[Supplied records]
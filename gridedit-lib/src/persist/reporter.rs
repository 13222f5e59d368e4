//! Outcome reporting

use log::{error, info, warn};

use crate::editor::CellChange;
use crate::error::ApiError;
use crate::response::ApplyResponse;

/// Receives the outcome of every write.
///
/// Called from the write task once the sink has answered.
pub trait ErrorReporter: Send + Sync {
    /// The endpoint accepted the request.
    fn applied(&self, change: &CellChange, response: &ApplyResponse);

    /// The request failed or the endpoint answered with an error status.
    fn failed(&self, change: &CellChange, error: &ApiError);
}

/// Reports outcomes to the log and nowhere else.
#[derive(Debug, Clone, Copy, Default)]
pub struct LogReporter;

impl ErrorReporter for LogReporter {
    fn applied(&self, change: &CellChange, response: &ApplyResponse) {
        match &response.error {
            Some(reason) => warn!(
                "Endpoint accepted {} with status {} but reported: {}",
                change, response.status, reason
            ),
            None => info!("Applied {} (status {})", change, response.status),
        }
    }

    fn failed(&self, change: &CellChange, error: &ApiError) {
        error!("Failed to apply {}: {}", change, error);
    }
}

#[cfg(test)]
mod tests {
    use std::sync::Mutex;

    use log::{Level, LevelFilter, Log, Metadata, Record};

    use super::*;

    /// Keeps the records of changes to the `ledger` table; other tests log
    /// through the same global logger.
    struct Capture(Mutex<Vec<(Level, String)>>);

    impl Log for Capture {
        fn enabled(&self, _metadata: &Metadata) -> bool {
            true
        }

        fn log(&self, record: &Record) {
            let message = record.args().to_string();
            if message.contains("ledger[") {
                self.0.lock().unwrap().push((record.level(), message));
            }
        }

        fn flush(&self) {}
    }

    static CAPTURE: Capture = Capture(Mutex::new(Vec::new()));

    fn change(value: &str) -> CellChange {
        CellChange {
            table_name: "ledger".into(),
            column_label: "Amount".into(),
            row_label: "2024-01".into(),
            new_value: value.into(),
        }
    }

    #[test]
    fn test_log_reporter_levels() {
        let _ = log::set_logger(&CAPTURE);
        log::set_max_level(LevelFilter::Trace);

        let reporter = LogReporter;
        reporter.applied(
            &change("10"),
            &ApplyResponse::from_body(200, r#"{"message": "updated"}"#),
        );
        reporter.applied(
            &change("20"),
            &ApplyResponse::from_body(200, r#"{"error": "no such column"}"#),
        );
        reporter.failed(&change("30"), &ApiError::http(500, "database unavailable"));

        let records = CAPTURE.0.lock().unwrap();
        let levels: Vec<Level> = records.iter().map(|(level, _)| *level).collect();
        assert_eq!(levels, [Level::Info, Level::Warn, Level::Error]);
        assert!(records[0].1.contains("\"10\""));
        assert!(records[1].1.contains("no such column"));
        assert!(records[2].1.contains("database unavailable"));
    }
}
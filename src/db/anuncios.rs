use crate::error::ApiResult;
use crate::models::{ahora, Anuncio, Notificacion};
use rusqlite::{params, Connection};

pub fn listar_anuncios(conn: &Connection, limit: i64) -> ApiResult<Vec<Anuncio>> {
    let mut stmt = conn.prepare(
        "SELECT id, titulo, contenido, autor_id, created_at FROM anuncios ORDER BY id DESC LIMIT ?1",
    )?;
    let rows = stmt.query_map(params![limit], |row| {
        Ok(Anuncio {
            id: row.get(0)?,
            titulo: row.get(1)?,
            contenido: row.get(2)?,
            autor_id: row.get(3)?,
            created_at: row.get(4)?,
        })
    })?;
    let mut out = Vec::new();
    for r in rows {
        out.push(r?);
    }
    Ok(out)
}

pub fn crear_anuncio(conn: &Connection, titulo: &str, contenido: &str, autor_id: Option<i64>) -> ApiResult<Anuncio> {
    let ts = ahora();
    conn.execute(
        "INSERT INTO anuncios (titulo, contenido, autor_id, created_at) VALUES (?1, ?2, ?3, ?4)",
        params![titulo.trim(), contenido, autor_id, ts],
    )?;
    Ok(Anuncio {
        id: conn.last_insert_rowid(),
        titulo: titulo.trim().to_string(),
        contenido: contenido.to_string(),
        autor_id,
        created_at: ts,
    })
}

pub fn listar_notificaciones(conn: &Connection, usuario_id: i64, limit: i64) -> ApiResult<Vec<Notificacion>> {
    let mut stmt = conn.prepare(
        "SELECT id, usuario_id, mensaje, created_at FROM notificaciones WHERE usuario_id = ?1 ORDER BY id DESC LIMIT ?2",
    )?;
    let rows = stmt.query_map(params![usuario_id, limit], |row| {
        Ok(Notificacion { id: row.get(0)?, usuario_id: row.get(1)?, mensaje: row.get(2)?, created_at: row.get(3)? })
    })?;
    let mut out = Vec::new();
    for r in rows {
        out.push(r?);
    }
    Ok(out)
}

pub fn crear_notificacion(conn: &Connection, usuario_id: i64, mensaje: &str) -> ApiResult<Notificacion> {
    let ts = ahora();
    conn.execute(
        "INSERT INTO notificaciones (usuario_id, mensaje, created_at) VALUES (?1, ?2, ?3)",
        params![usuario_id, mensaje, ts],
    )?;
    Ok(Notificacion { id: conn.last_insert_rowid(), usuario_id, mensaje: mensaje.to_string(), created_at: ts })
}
[/Supplied records]
Report how many lines above hold "impl", number only.

2